Avant-hier, passé une bonne partie de la journée à démonter et à remonter un serveur au lecteur de DAT récalcitrant. Ça distrait.

Ça ne distrait pas suffisamment, en l'occurrence. Parce qu'il a bien fallu faire une pause pour le repas et que je me suis retrouvé contraint de m'alimenter au « Gréco », espace de petit établissement de restauration rapide peu avenant au menu plutôt déprimant. J'ai commandé le fameux « sous-marin végétarien », qu'ils préparent, semble-t-il, sur place en faisant revenir une infime portion de légumes « frais », dont ils garnissent un morceau de pain blanc tout ce qu'il y a de plus industriel coupé en deux et qu'ils recouvrent d'une grosse dose de fromage dont il vaut mieux ne pas connaître le nom, avant de le passer sous le grill pendant quelques minutes. Le problème, c'est que, dès la première bouchée, je me suis mis à avoir cette sensation de brûlure dans le ventre — qui n'avait donc rien à voir, en l'occurrence, avec la nature de ce que j'ingérais, si ce n'est pour ce qui est de l'appréhension que l'engin ne pouvait pas s'empêcher de susciter, je suppose — que je n'avais pas ressentie depuis quelques jours et qui m'a par conséquent immédiatement donné l'impression de « revenir en arrière », de perdre à nouveau le peu de terrain que j'avais pu gagner. J'ai quand même mangé la chose, je ne sais pas trop comment, mais j'ai fini par mendier auprès d'une collègue de C. quelques quartiers de pomme fraîchement découpés pour faire passer non pas tant le goût (au fond vite oublié) que l'impression de n'avoir rien mangé de bon, de nourrissant, d'utile — impression plus que fondée, en l'occurrence — et d'avoir à réparer quelque chose. Il y a un abîme qui sépare la nourriture aux vertus « réparatrices » que j'essaye de manger ici en privé de ce qui se sert en public et dont se nourrissent en grande partie la grande majorité les habitants de ce coin-ci de l'univers. Et je suis quand même censé être du bon côté du précipice... Quoi de plus décourageant, alors, de voir tous ces gens s'empiffrer ainsi sans aucun souci alors qu'on fait soi-même tous les efforts possibles et imaginables pour éviter les maux que leur type de régime est censé susciter et qu'on finit par être apparemment dix fois plus mal en point qu'eux ?

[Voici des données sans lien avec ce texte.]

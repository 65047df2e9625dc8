//! Site configuration management for `atrium.toml`.
//!
//! # Sections
//!
//! | Section     | Purpose                                             |
//! |-------------|-----------------------------------------------------|
//! | `[base]`    | Site metadata (title, description, url)             |
//! | `[build]`   | Paths, minify, build mode, sitemap                  |
//! | `[content]` | Collection/singleton locations, image storage       |
//! | `[admin]`   | Authoring tool route and storage                    |
//! | `[serve]`   | Development server (port, interface, watch)         |
//! | `[extra]`   | User-defined fields exposed to templates            |
//!
//! # Example
//!
//! ```toml
//! [base]
//! title = "Northwind Labs"
//! url = "https://northwind.example"
//!
//! [build]
//! output = "dist"
//! mode = "production"
//!
//! [build.sitemap]
//! enable = true
//!
//! [extra]
//! contact = "hello@northwind.example"
//! ```

mod admin;
mod base;
mod build;
mod content;
pub mod defaults;
mod error;
mod handle;
mod serve;

pub use build::{BuildMode, MODE_ENV};
pub use content::ImageStorage;
pub use error::ConfigError;
pub use handle::{cfg, init_config, reload_config};

use admin::AdminConfig;
use base::BaseConfig;
use build::BuildConfig;
use content::ContentConfig;
use serve::ServeConfig;

use crate::cli::{Cli, Commands};
use anyhow::{Result, bail};
use educe::Educe;
use serde::{Deserialize, Serialize};
use std::{
    collections::HashMap,
    fs,
    path::{Path, PathBuf},
};

// ============================================================================
// Root Configuration
// ============================================================================

/// Root configuration structure representing atrium.toml
#[derive(Debug, Clone, Educe, Serialize, Deserialize)]
#[educe(Default)]
#[serde(deny_unknown_fields)]
pub struct SiteConfig {
    /// CLI arguments reference
    #[serde(skip)]
    pub cli: Option<&'static Cli>,

    /// Absolute path to the config file (set after loading)
    #[serde(skip)]
    pub config_path: PathBuf,

    /// Basic site information
    #[serde(default)]
    pub base: BaseConfig,

    /// Build settings
    #[serde(default)]
    pub build: BuildConfig,

    /// Content locations
    #[serde(default)]
    pub content: ContentConfig,

    /// Authoring tool settings
    #[serde(default)]
    pub admin: AdminConfig,

    /// Development server settings
    #[serde(default)]
    pub serve: ServeConfig,

    /// User-defined extra fields
    #[serde(default)]
    pub extra: HashMap<String, toml::Value>,
}

impl SiteConfig {
    /// Parse configuration from TOML string
    pub fn from_str(content: &str) -> Result<Self> {
        let config: SiteConfig = toml::from_str(content).map_err(ConfigError::from)?;
        Ok(config)
    }

    /// Load configuration from file path
    pub fn from_path(path: &Path) -> Result<Self> {
        let content =
            fs::read_to_string(path).map_err(|err| ConfigError::Io(path.to_path_buf(), err))?;
        Self::from_str(&content)
    }

    /// Load the config file named by the CLI (or defaults when it is absent)
    /// and apply CLI and environment overrides.
    pub fn load(cli: &'static Cli) -> Result<Self> {
        let root = cli.root.as_deref().unwrap_or(Path::new("./"));
        let config_path = root.join(&cli.config);

        let mut config = if config_path.exists() {
            Self::from_path(&config_path)?
        } else {
            Self::default()
        };
        config.update_with_cli(cli)?;
        Ok(config)
    }

    /// Get the root directory path
    pub fn get_root(&self) -> &Path {
        self.build.root.as_deref().unwrap_or(Path::new("./"))
    }

    /// Set the root directory path
    pub fn set_root(&mut self, path: &Path) {
        self.build.root = Some(path.to_path_buf())
    }

    /// Absolute directory holding the people collection.
    pub fn people_dir(&self) -> PathBuf {
        self.build.content.join(&self.content.people)
    }

    /// Absolute path of the landing singleton.
    pub fn landing_path(&self) -> PathBuf {
        self.build.content.join(&self.content.landing)
    }

    /// Whether the authoring tool is wired into this build.
    pub fn admin_enabled(&self) -> bool {
        !self.build.mode.is_production()
    }

    /// Update configuration with CLI arguments and the mode environment variable.
    ///
    /// Mode precedence: `--mode`, then `ATRIUM_ENV`, then `[build].mode`.
    pub fn update_with_cli(&mut self, cli: &'static Cli) -> Result<()> {
        self.cli = Some(cli);

        let base = cli
            .root
            .clone()
            .unwrap_or_else(|| self.get_root().to_owned());
        let root = match &cli.command {
            Commands::Init { name: Some(name) } => base.join(name),
            _ => base,
        };

        self.config_path = normalize_path(&root.join(&cli.config));
        self.resolve_paths(&root);

        if let Some(mode) = build::BuildMode::from_env()? {
            self.build.mode = mode;
        }

        if let Some(args) = cli.build_args() {
            self.build.clean |= args.clean;
            Self::update_option(&mut self.build.minify, args.minify.as_ref());
            Self::update_option(&mut self.build.mode, args.mode.as_ref());
            Self::update_option(&mut self.build.sitemap.enable, args.sitemap.as_ref());
            if args.base_url.is_some() {
                self.base.url = args.base_url.clone();
            }
        }

        if let Commands::Serve {
            interface,
            port,
            watch,
            build_args,
        } = &cli.command
        {
            Self::update_option(&mut self.serve.interface, interface.as_ref());
            Self::update_option(&mut self.serve.port, port.as_ref());
            Self::update_option(&mut self.serve.watch, watch.as_ref());
            if build_args.base_url.is_none() {
                self.base.url = Some(format!(
                    "http://{}:{}",
                    self.serve.interface, self.serve.port
                ));
            }
        }

        Ok(())
    }

    /// Update config option if CLI value is provided
    fn update_option<T: Clone>(config_option: &mut T, cli_option: Option<&T>) {
        if let Some(option) = cli_option {
            *config_option = option.clone();
        }
    }

    /// Make every directory path absolute relative to `root`.
    pub fn resolve_paths(&mut self, root: &Path) {
        let root = normalize_path(root);
        self.set_root(&root);

        self.build.content = normalize_path(&root.join(&self.build.content));
        self.build.public = normalize_path(&root.join(&self.build.public));
        self.build.output = normalize_path(&root.join(&self.build.output));
        self.build.templates = normalize_path(&root.join(&self.build.templates));
        self.build.sitemap.path = self.build.output.join(&self.build.sitemap.path);
    }

    /// Validate configuration for the current command
    pub fn validate(&self) -> Result<()> {
        if !self.config_path.exists() {
            bail!("Config file not found");
        }

        if let Some(base_url) = &self.base.url
            && !base_url.starts_with("http")
        {
            bail!(ConfigError::Validation(
                "[base.url] must start with http:// or https://".into()
            ));
        }

        if self.build.sitemap.enable && self.base.url.is_none() {
            bail!(ConfigError::Validation(
                "[base.url] is required for sitemap generation".into()
            ));
        }

        if self.admin.storage != "local" {
            bail!(ConfigError::Validation(format!(
                "[admin.storage] `{}` is not supported, only `local`",
                self.admin.storage
            )));
        }

        if self.admin.route().is_empty() {
            bail!(ConfigError::Validation("[admin.route] must not be empty".into()));
        }

        if !self.content.images.public_path.starts_with('/') {
            bail!(ConfigError::Validation(
                "[content.images.public_path] must start with `/`".into()
            ));
        }

        let images = normalize_path(&self.get_root().join(&self.content.images.directory));
        let escapes = images
            .components()
            .any(|c| matches!(c, std::path::Component::ParentDir));
        if escapes || images == self.build.public || !images.starts_with(&self.build.public) {
            bail!(ConfigError::Validation(
                "[content.images.directory] must be inside [build.public]".into()
            ));
        }

        if self.build.output == self.get_root() || self.build.output == self.build.content {
            bail!(ConfigError::Validation(
                "[build.output] must not be the project root or content directory".into()
            ));
        }

        Ok(())
    }
}

/// Normalize a path to absolute, using canonicalize if the path exists
fn normalize_path(path: &Path) -> PathBuf {
    path.canonicalize().unwrap_or_else(|_| {
        if path.is_absolute() {
            path.to_path_buf()
        } else {
            std::env::current_dir()
                .map(|cwd| cwd.join(path))
                .unwrap_or_else(|_| path.to_path_buf())
        }
    })
}

// ============================================================================
// Tests
// ============================================================================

Mais bon. Ce genre d'épisode (avec crise ou sans) m'arrive une fois tous les deux mois. Pour le reste, je sais bien que ce n'est pas vraiment ce que j'avale qui est en cause (à quelques exceptions près peut-être). Il y a beaucoup de choses comme ça d'ailleurs dont je sais — soit parce qu'on me l'a prouvé « scientifiquement », soit parce que je m'en rends bien compte intuitivement — qu'elles ne sont pas en cause. C'est bien là l'impasse dans laquelle on se trouve. Rien n'est en cause, si ce n'est un hypothétique déséquilibre chimique hypothétiquement corrigé par un médicament au fonctionnement hypothétiquement compris.

Je suppose qu'on va continuer à chercher.